## Problem to solve
The word "deliveries" turns up on some lines of this data; say how many, and give no other text.
*** Opening of Task inputs ***
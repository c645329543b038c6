//! Conversion pipeline between document types.
//!
//! - `types` - Conversion inputs
//! - `error` - Conversion error taxonomy
//! - `service` - Pricing request merge and document-to-document transforms

pub mod error;
pub mod service;
pub mod types;

pub use error::ConversionError;
pub use service::ConversionService;
pub use types::QuotationTerms;
//! Engine-wide error type.
//!
//! Each module keeps its own error enum; `EngineError` unifies them for
//! callers that run whole operations.

use docflow_shared::types::{DocumentId, PricingRequestId};
use thiserror::Error;

use crate::calculation::CalculationError;
use crate::conversion::ConversionError;
use crate::fulfillment::FulfillmentError;
use crate::lifecycle::LifecycleError;

/// Result alias for engine operations.
pub type EngineResult<T> = Result<T, EngineError>;

/// Any failure of an engine operation.
#[derive(Debug, Clone, PartialEq, Eq, Error)]
pub enum EngineError {
    /// Pricing or totals validation.
    #[error(transparent)]
    Calculation(#[from] CalculationError),

    /// Status transition refused.
    #[error(transparent)]
    Lifecycle(#[from] LifecycleError),

    /// Conversion refused.
    #[error(transparent)]
    Conversion(#[from] ConversionError),

    /// Quantity accounting refused.
    #[error(transparent)]
    Fulfillment(#[from] FulfillmentError),

    /// No document with this id.
    #[error("Document {0} not found")]
    DocumentNotFound(DocumentId),

    /// No pricing request with this id.
    #[error("Pricing request {0} not found")]
    PricingRequestNotFound(PricingRequestId),

    /// An idempotency key was reused for a different request.
    #[error("Idempotency key {key} was already used for a different request")]
    IdempotencyConflict {
        /// The reused key.
        key: String,
    },
}

impl EngineError {
    /// Returns the HTTP status code for this error.
    #[must_use]
    pub fn status_code(&self) -> u16 {
        match self {
            Self::Calculation(err) => err.status_code(),
            Self::Lifecycle(err) => err.status_code(),
            Self::Conversion(err) => err.status_code(),
            Self::Fulfillment(err) => err.status_code(),
            Self::DocumentNotFound(_) | Self::PricingRequestNotFound(_) => 404,
            Self::IdempotencyConflict { .. } => 409,
        }
    }

    /// Returns the error code for API responses.
    #[must_use]
    pub fn error_code(&self) -> &'static str {
        match self {
            Self::Calculation(err) => err.error_code(),
            Self::Lifecycle(err) => err.error_code(),
            Self::Conversion(err) => err.error_code(),
            Self::Fulfillment(err) => err.error_code(),
            Self::DocumentNotFound(_) | Self::PricingRequestNotFound(_) => "NOT_FOUND",
            Self::IdempotencyConflict { .. } => "IDEMPOTENCY_CONFLICT",
        }
    }
}
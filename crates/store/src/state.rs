//! Store tables and the helpers repositories share.

use std::collections::HashMap;

use docflow_core::context::OperationContext;
use docflow_core::document::{
    Document, DocumentStatus, DocumentType, DocumentView, ParentLink, PricingRequest,
};
use docflow_core::fulfillment::{DeliveryAllocation, FulfillmentTracker};
use docflow_core::lifecycle::LifecycleService;
use docflow_core::{EngineError, EngineResult};
use docflow_shared::types::{DocumentId, PricingRequestId};
use rust_decimal::Decimal;
use tracing::info;

/// A delivery note created under an idempotency key.
///
/// Kept for as long as the note exists; deleting the draft frees the key.
#[derive(Debug, Clone)]
pub(crate) struct DeliveryRecord {
    pub receipt_id: DocumentId,
    pub allocations: Vec<DeliveryAllocation>,
    pub delivery_note_id: DocumentId,
}

/// All tables. Only reachable through [`crate::Store::lock`].
#[derive(Debug, Default)]
pub(crate) struct StoreState {
    documents: HashMap<DocumentId, Document>,
    pricing_requests: HashMap<PricingRequestId, PricingRequest>,
    payments: HashMap<DocumentId, Decimal>,
    children: HashMap<DocumentId, Vec<DocumentId>>,
    deliveries: HashMap<String, DeliveryRecord>,
    document_sequences: HashMap<DocumentType, u64>,
    pricing_sequence: u64,
}

impl StoreState {
    /// Number the next inserted document of `document_type` will carry.
    pub fn next_document_number(&self, document_type: DocumentType) -> String {
        let next = self
            .document_sequences
            .get(&document_type)
            .copied()
            .unwrap_or(0)
            + 1;
        format!("{}-{next:06}", document_type.number_prefix())
    }

    /// Number the next inserted pricing request will carry.
    pub fn next_pricing_request_number(&self) -> String {
        format!("PR-{:06}", self.pricing_sequence + 1)
    }

    pub fn document(&self, id: DocumentId) -> EngineResult<&Document> {
        self.documents
            .get(&id)
            .ok_or(EngineError::DocumentNotFound(id))
    }

    pub fn documents(&self) -> impl Iterator<Item = &Document> {
        self.documents.values()
    }

    pub fn pricing_request(&self, id: PricingRequestId) -> EngineResult<&PricingRequest> {
        self.pricing_requests
            .get(&id)
            .ok_or(EngineError::PricingRequestNotFound(id))
    }

    /// Documents converted from `id`, in creation order.
    pub fn children(&self, id: DocumentId) -> Vec<&Document> {
        self.children
            .get(&id)
            .map(|ids| ids.iter().filter_map(|c| self.documents.get(c)).collect())
            .unwrap_or_default()
    }

    /// The non-rejected child of `document_type`, if any.
    pub fn live_child(&self, id: DocumentId, document_type: DocumentType) -> Option<&Document> {
        self.children(id).into_iter().find(|child| {
            child.document_type == document_type && child.status != DocumentStatus::Rejected
        })
    }

    /// Writes a new document and indexes it under its parents.
    pub fn insert_document(&mut self, document: Document) {
        *self
            .document_sequences
            .entry(document.document_type)
            .or_insert(0) += 1;
        for parent in parent_documents(&document) {
            self.children.entry(parent).or_default().push(document.id);
        }
        self.documents.insert(document.id, document);
    }

    /// Replaces an existing document.
    pub fn put_document(&mut self, document: Document) {
        self.documents.insert(document.id, document);
    }

    /// Removes a document, its index entries and any idempotency key that
    /// created it.
    pub fn remove_document(&mut self, id: DocumentId) -> Option<Document> {
        let document = self.documents.remove(&id)?;
        self.deliveries
            .retain(|_, record| record.delivery_note_id != id);
        for parent in parent_documents(&document) {
            if let Some(siblings) = self.children.get_mut(&parent) {
                siblings.retain(|c| *c != id);
            }
        }
        Some(document)
    }

    pub fn insert_pricing_request(&mut self, request: PricingRequest) {
        self.pricing_sequence += 1;
        self.pricing_requests.insert(request.id, request);
    }

    pub fn put_pricing_request(&mut self, request: PricingRequest) {
        self.pricing_requests.insert(request.id, request);
    }

    /// Cumulative amount paid against an invoice.
    pub fn amount_paid(&self, invoice_id: DocumentId) -> Decimal {
        self.payments
            .get(&invoice_id)
            .copied()
            .unwrap_or(Decimal::ZERO)
    }

    pub fn set_amount_paid(&mut self, invoice_id: DocumentId, amount: Decimal) {
        self.payments.insert(invoice_id, amount);
    }

    pub fn delivery_record(&self, key: &str) -> Option<&DeliveryRecord> {
        self.deliveries.get(key)
    }

    pub fn insert_delivery_record(&mut self, key: String, record: DeliveryRecord) {
        self.deliveries.insert(key, record);
    }

    /// The document with its read-time overlay.
    pub fn view(&self, document: &Document, ctx: &OperationContext) -> DocumentView {
        DocumentView::new(
            document.clone(),
            self.amount_paid(document.id),
            ctx.today(),
        )
    }

    /// Completes `id` and then each ancestor whose completion condition holds.
    pub fn settle(&mut self, id: DocumentId, ctx: &OperationContext) -> EngineResult<()> {
        let mut current = Some(id);
        while let Some(id) = current {
            let document = self.document(id)?;
            let parent = parent_documents(document).next();
            let due = LifecycleService::completion_due(document, &self.children(id));

            if due {
                let action = LifecycleService::complete(document.status, ctx)?;
                let document_type = document.document_type;
                if let Some(document) = self.documents.get_mut(&id) {
                    action.apply(document);
                }
                info!(document_id = %id, document_type = %document_type, "Document completed");
            }
            current = parent;
        }
        Ok(())
    }

    /// Returns the receipt quantities a delivery note holds.
    ///
    /// Used when a draft or rejected note gives its allocation back.
    pub fn release_allocation(&mut self, note: &Document) -> EngineResult<()> {
        let Some(receipt_id) = note.parent_of_type(DocumentType::Receipt) else {
            return Ok(());
        };
        let mut receipt = self.document(receipt_id)?.clone();
        FulfillmentTracker::release(&mut receipt, &FulfillmentTracker::drawn_from_source(note))?;
        self.put_document(receipt);
        Ok(())
    }
}

fn parent_documents(document: &Document) -> impl Iterator<Item = DocumentId> + '_ {
    document.parent_links.iter().filter_map(|link| match link {
        ParentLink::Document { id, .. } => Some(*id),
        ParentLink::PricingRequest { .. } => None,
    })
}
*** Close of Task inputs ***
## Problem solution
4